The Prophet here gives a worthy conclusion to the Ennead whose centre is the humble Servant of God. He points us to the fact, that the ground of all salvation is the unity of highness and lowness in God that love mediates. For God is enthroned as the highest and absolutely holy Being in the highest majesty and glory, and yet at the same time He dwells with the wretched and contrite in order to give them new life (Isa 57:15). For He is angry for a while, but the foundation of His being is still love. Hence He cannot let the spirit, the soul of men, His own creatures, be destroyed (Isa 57:16). On account of sin, indeed, He smites a man. But when the man, not reformed by the outward chastisement, perseveres in his own chosen way (Isa 57:17), still He does not for this reason give him up. He now applies the opposite mode of treatment: He heals him, by working inwardly on his heart by gentle means, as far, of course, as there is the necessary receptivity for this healing treatment, that is, the capacity of being sorry for the ways of the past (Isa 57:18). In conclusion, the Prophet designates the announcement of this divine saving treatment as the flower of the word of prophecy (Isa 57:19), but which of course will not profit all.
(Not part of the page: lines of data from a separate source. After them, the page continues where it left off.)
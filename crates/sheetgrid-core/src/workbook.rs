//! Workbook type - the main document structure

use crate::cell::{CellValue, StringPool};
use crate::error::{Error, Result};
use crate::worksheet::Worksheet;
use crate::MAX_SHEET_NAME_LEN;

/// Row height (points) used when neither the row nor the settings say otherwise
pub const DEFAULT_ROW_HEIGHT: f64 = 15.0;

/// Column width (characters) used when neither the column nor the settings say otherwise
pub const DEFAULT_COLUMN_WIDTH: f64 = 8.43;

/// A workbook (spreadsheet document)
///
/// A workbook contains one or more worksheets and global settings.
#[derive(Debug)]
pub struct Workbook {
    /// Worksheets in the workbook
    worksheets: Vec<Worksheet>,
    /// Workbook settings
    settings: WorkbookSettings,
    /// Active sheet index
    active_sheet: usize,
    /// Shared string table
    shared_strings: StringPool,
}

impl Workbook {
    /// Create a new empty workbook with one worksheet
    pub fn new() -> Self {
        Self::with_settings(WorkbookSettings::default())
    }

    /// Create a workbook with one worksheet and explicit settings
    pub fn with_settings(settings: WorkbookSettings) -> Self {
        let mut wb = Self::empty_with_settings(settings);
        let sheet = wb.new_sheet("Sheet1");
        wb.worksheets.push(sheet);
        wb
    }

    /// Create an empty workbook with no worksheets
    pub fn empty() -> Self {
        Self::empty_with_settings(WorkbookSettings::default())
    }

    /// Create an empty workbook with no worksheets and explicit settings
    pub fn empty_with_settings(settings: WorkbookSettings) -> Self {
        Self {
            worksheets: Vec::new(),
            settings,
            active_sheet: 0,
            shared_strings: StringPool::new(),
        }
    }

    fn new_sheet(&self, name: &str) -> Worksheet {
        Worksheet::with_defaults(
            name,
            self.settings.default_row_height,
            self.settings.default_column_width,
        )
    }

    /// Get the number of worksheets
    pub fn sheet_count(&self) -> usize {
        self.worksheets.len()
    }

    /// Check if the workbook has no worksheets
    pub fn is_empty(&self) -> bool {
        self.worksheets.is_empty()
    }

    /// Get a worksheet by index
    pub fn worksheet(&self, index: usize) -> Option<&Worksheet> {
        self.worksheets.get(index)
    }

    /// Get a mutable worksheet by index
    pub fn worksheet_mut(&mut self, index: usize) -> Option<&mut Worksheet> {
        self.worksheets.get_mut(index)
    }

    /// Get a worksheet by name
    pub fn worksheet_by_name(&self, name: &str) -> Option<&Worksheet> {
        self.worksheets.iter().find(|ws| ws.name() == name)
    }

    /// Iterate over all worksheets
    pub fn worksheets(&self) -> impl Iterator<Item = &Worksheet> {
        self.worksheets.iter()
    }

    /// Add a new worksheet with default name
    pub fn add_worksheet(&mut self) -> Result<usize> {
        let name = self.generate_sheet_name();
        self.add_worksheet_with_name(&name)
    }

    /// Add a new worksheet with specified name
    pub fn add_worksheet_with_name(&mut self, name: &str) -> Result<usize> {
        self.validate_sheet_name(name)?;

        let index = self.worksheets.len();
        let worksheet = self.new_sheet(name);
        self.worksheets.push(worksheet);

        Ok(index)
    }

    /// Move a worksheet to a new position
    pub fn move_worksheet(&mut self, from: usize, to: usize) -> Result<()> {
        if from >= self.worksheets.len() {
            return Err(Error::SheetOutOfBounds(from, self.worksheets.len()));
        }
        if to >= self.worksheets.len() {
            return Err(Error::SheetOutOfBounds(to, self.worksheets.len()));
        }

        let worksheet = self.worksheets.remove(from);
        self.worksheets.insert(to, worksheet);

        // Adjust active sheet if needed
        if self.active_sheet == from {
            self.active_sheet = to;
        } else if from < self.active_sheet && to >= self.active_sheet {
            self.active_sheet = self.active_sheet.saturating_sub(1);
        } else if from > self.active_sheet && to <= self.active_sheet {
            self.active_sheet = self.active_sheet.saturating_add(1);
        }

        Ok(())
    }

    /// Rename a worksheet
    pub fn rename_worksheet(&mut self, index: usize, new_name: &str) -> Result<()> {
        // Check index first
        if index >= self.worksheets.len() {
            return Err(Error::SheetOutOfBounds(index, self.worksheets.len()));
        }

        // Validate the new name (excluding current sheet from duplicate check)
        self.validate_sheet_name_excluding(new_name, Some(index))?;

        self.worksheets[index].set_name(new_name);
        Ok(())
    }

    /// Get the active sheet index
    pub fn active_sheet(&self) -> usize {
        self.active_sheet
    }

    /// Set the active sheet index
    pub fn set_active_sheet(&mut self, index: usize) -> Result<()> {
        if index >= self.worksheets.len() {
            return Err(Error::SheetOutOfBounds(index, self.worksheets.len()));
        }
        self.active_sheet = index;
        Ok(())
    }

    /// Get workbook settings
    pub fn settings(&self) -> &WorkbookSettings {
        &self.settings
    }

    /// Get mutable workbook settings
    pub fn settings_mut(&mut self) -> &mut WorkbookSettings {
        &mut self.settings
    }

    /// Duplicate a worksheet under a new name, appending the copy
    ///
    /// Returns the index of the new sheet.
    pub fn copy_worksheet(&mut self, index: usize, new_name: &str) -> Result<usize> {
        let source = self
            .worksheets
            .get(index)
            .ok_or(Error::SheetOutOfBounds(index, self.worksheets.len()))?;
        self.validate_sheet_name(new_name)?;
        let copy = source.copy(new_name);
        self.worksheets.push(copy);
        Ok(self.worksheets.len() - 1)
    }

    /// Shared string table
    pub fn shared_strings(&self) -> &StringPool {
        &self.shared_strings
    }

    /// Mutable shared string table
    pub fn shared_strings_mut(&mut self) -> &mut StringPool {
        &mut self.shared_strings
    }

    /// Text of a value, following shared string references
    pub fn resolve_text<'a>(&'a self, value: &'a CellValue) -> Option<&'a str> {
        match value {
            CellValue::SharedStringRef(i) => self.shared_strings.get(*i).map(|s| s.as_str()),
            other => other.as_text(),
        }
    }

    /// Validate a sheet name
    fn validate_sheet_name(&self, name: &str) -> Result<()> {
        self.validate_sheet_name_excluding(name, None)
    }

    /// Validate a sheet name, optionally excluding a sheet from duplicate check
    fn validate_sheet_name_excluding(
        &self,
        name: &str,
        exclude_index: Option<usize>,
    ) -> Result<()> {
        // Check length
        if name.is_empty() {
            return Err(Error::InvalidSheetName("Sheet name cannot be empty".into()));
        }
        if name.len() > MAX_SHEET_NAME_LEN {
            return Err(Error::InvalidSheetName(format!(
                "Sheet name too long (max {} characters)",
                MAX_SHEET_NAME_LEN
            )));
        }

        // Check for invalid characters
        const INVALID_CHARS: &[char] = &[':', '\\', '/', '?', '*', '[', ']'];
        for c in INVALID_CHARS {
            if name.contains(*c) {
                return Err(Error::InvalidSheetName(format!(
                    "Sheet name cannot contain '{}'",
                    c
                )));
            }
        }

        // Check for duplicate names (case-insensitive)
        let name_lower = name.to_lowercase();
        for (i, ws) in self.worksheets.iter().enumerate() {
            if Some(i) != exclude_index && ws.name().to_lowercase() == name_lower {
                return Err(Error::DuplicateSheetName(name.into()));
            }
        }

        Ok(())
    }

    /// Generate a unique sheet name
    fn generate_sheet_name(&self) -> String {
        let mut n = self.worksheets.len() + 1;
        loop {
            let name = format!("Sheet{}", n);
            if self.validate_sheet_name(&name).is_ok() {
                return name;
            }
            n += 1;
        }
    }
}

impl Default for Workbook {
    fn default() -> Self {
        Self::new()
    }
}

/// Workbook-level settings
///
/// Passed to [`Workbook::with_settings`]; sheets created afterwards pick up the
/// default row height and column width from here.
#[derive(Debug, Clone, PartialEq)]
#[cfg_attr(feature = "serde", derive(serde::Serialize, serde::Deserialize))]
pub struct WorkbookSettings {
    /// Height of rows without a record (points)
    pub default_row_height: f64,
    /// Width of columns without a record (characters)
    pub default_column_width: f64,
    /// Merge adjacent identical column records when saving
    pub compress_columns: bool,
    /// Date system: false = 1900 (Windows), true = 1904 (Mac)
    pub date_1904: bool,
}

impl Default for WorkbookSettings {
    fn default() -> Self {
        Self {
            default_row_height: DEFAULT_ROW_HEIGHT,
            default_column_width: DEFAULT_COLUMN_WIDTH,
            compress_columns: true,
            date_1904: false,
        }
    }
}

#[cfg(test)]
mod tests {
    use super::*;

    #[test]
    fn test_new_workbook() {
        let wb = Workbook::new();
        assert_eq!(wb.sheet_count(), 1);
        assert_eq!(wb.worksheet(0).unwrap().name(), "Sheet1");
    }

    #[test]
    fn test_add_worksheets() {
        let mut wb = Workbook::new();

        let idx = wb.add_worksheet().unwrap();
        assert_eq!(idx, 1);
        assert_eq!(wb.sheet_count(), 2);

        let idx = wb.add_worksheet_with_name("Data").unwrap();
        assert_eq!(idx, 2);
        assert_eq!(wb.worksheet(2).unwrap().name(), "Data");
    }

    #[test]
    fn test_duplicate_name() {
        let mut wb = Workbook::new();

        // Case-insensitive duplicate check
        assert!(wb.add_worksheet_with_name("SHEET1").is_err());
        assert!(wb.add_worksheet_with_name("sheet1").is_err());
    }

    #[test]
    fn test_invalid_sheet_name() {
        let mut wb = Workbook::new();

        assert!(wb.add_worksheet_with_name("").is_err());
        assert!(wb.add_worksheet_with_name("Sheet/1").is_err());
        assert!(wb.add_worksheet_with_name("Sheet:1").is_err());
        assert!(wb.add_worksheet_with_name("Sheet[1]").is_err());

        // Too long
        let long_name = "A".repeat(MAX_SHEET_NAME_LEN + 1);
        assert!(wb.add_worksheet_with_name(&long_name).is_err());
    }

    #[test]
    fn test_move_worksheet() {
        let mut wb = Workbook::new();
        wb.add_worksheet_with_name("A").unwrap();
        wb.add_worksheet_with_name("B").unwrap();
        wb.add_worksheet_with_name("C").unwrap();

        // Move C to position 1
        wb.move_worksheet(3, 1).unwrap();

        assert_eq!(wb.worksheet(0).unwrap().name(), "Sheet1");
        assert_eq!(wb.worksheet(1).unwrap().name(), "C");
        assert_eq!(wb.worksheet(2).unwrap().name(), "A");
        assert_eq!(wb.worksheet(3).unwrap().name(), "B");
    }

    #[test]
    fn test_rename_worksheet() {
        let mut wb = Workbook::new();
        wb.add_worksheet_with_name("Data").unwrap();

        // Same name with different case is fine for the sheet itself
        wb.rename_worksheet(1, "DATA").unwrap();
        assert_eq!(wb.worksheet(1).unwrap().name(), "DATA");

        assert!(matches!(
            wb.rename_worksheet(0, "data"),
            Err(Error::DuplicateSheetName(_))
        ));
        assert_eq!(
            wb.rename_worksheet(5, "Other"),
            Err(Error::SheetOutOfBounds(5, 2))
        );
    }

    #[test]
    fn test_settings_flow_into_sheets() {
        let settings = WorkbookSettings {
            default_row_height: 18.0,
            ..WorkbookSettings::default()
        };
        let mut wb = Workbook::with_settings(settings);
        wb.add_worksheet_with_name("Two").unwrap();

        assert_eq!(wb.worksheet(0).unwrap().row_height(1), 18.0);
        assert_eq!(wb.worksheet(1).unwrap().row_height(1), 18.0);
        assert_eq!(wb.worksheet(1).unwrap().column_width(1), DEFAULT_COLUMN_WIDTH);
    }

    #[test]
    fn test_copy_worksheet() {
        let mut wb = Workbook::new();
        {
            let ws = wb.worksheet_mut(0).unwrap();
            ws.set_cell_value("A1", 5.0).unwrap();
            ws.set_column_width(2, 30.0).unwrap();
        }

        let idx = wb.copy_worksheet(0, "Copy").unwrap();
        assert_eq!(idx, 1);
        let copy = wb.worksheet(1).unwrap();
        assert_eq!(copy.get_value("A1").unwrap().as_number(), Some(5.0));
        assert_eq!(copy.column_width(2), 30.0);

        assert!(wb.copy_worksheet(0, "copy").is_err());
        assert!(wb.copy_worksheet(9, "Other").is_err());
    }

    #[test]
    fn test_resolve_text() {
        let mut wb = Workbook::new();
        let idx = wb.shared_strings_mut().intern("shared");
        assert_eq!(wb.resolve_text(&CellValue::SharedStringRef(idx)), Some("shared"));
        assert_eq!(wb.resolve_text(&CellValue::text("inline")), Some("inline"));
        assert_eq!(wb.resolve_text(&CellValue::Number(1.0)), None);
    }

    #[test]
    fn test_worksheet_by_name() {
        let mut wb = Workbook::new();
        wb.add_worksheet_with_name("Data").unwrap();

        assert!(wb.worksheet_by_name("Data").is_some());
        assert!(wb.worksheet_by_name("NonExistent").is_none());
    }
}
For the wicked, that are like the sea, which lashed by storms throws up dirty foam (Isa 57:20)—the wicked find no peace (Isa 57:21). We wonder to hear these profound, evangelical words from the mouth of the Old Testament Prophet. Were they perhaps written by a scholar of the beloved disciple and smuggled in here? And how artistically the Prophet recapitulates the fundamental thought of this section, and returns to the refrain with which he would conclude this as all three sections.

2. For thus saith——I have made.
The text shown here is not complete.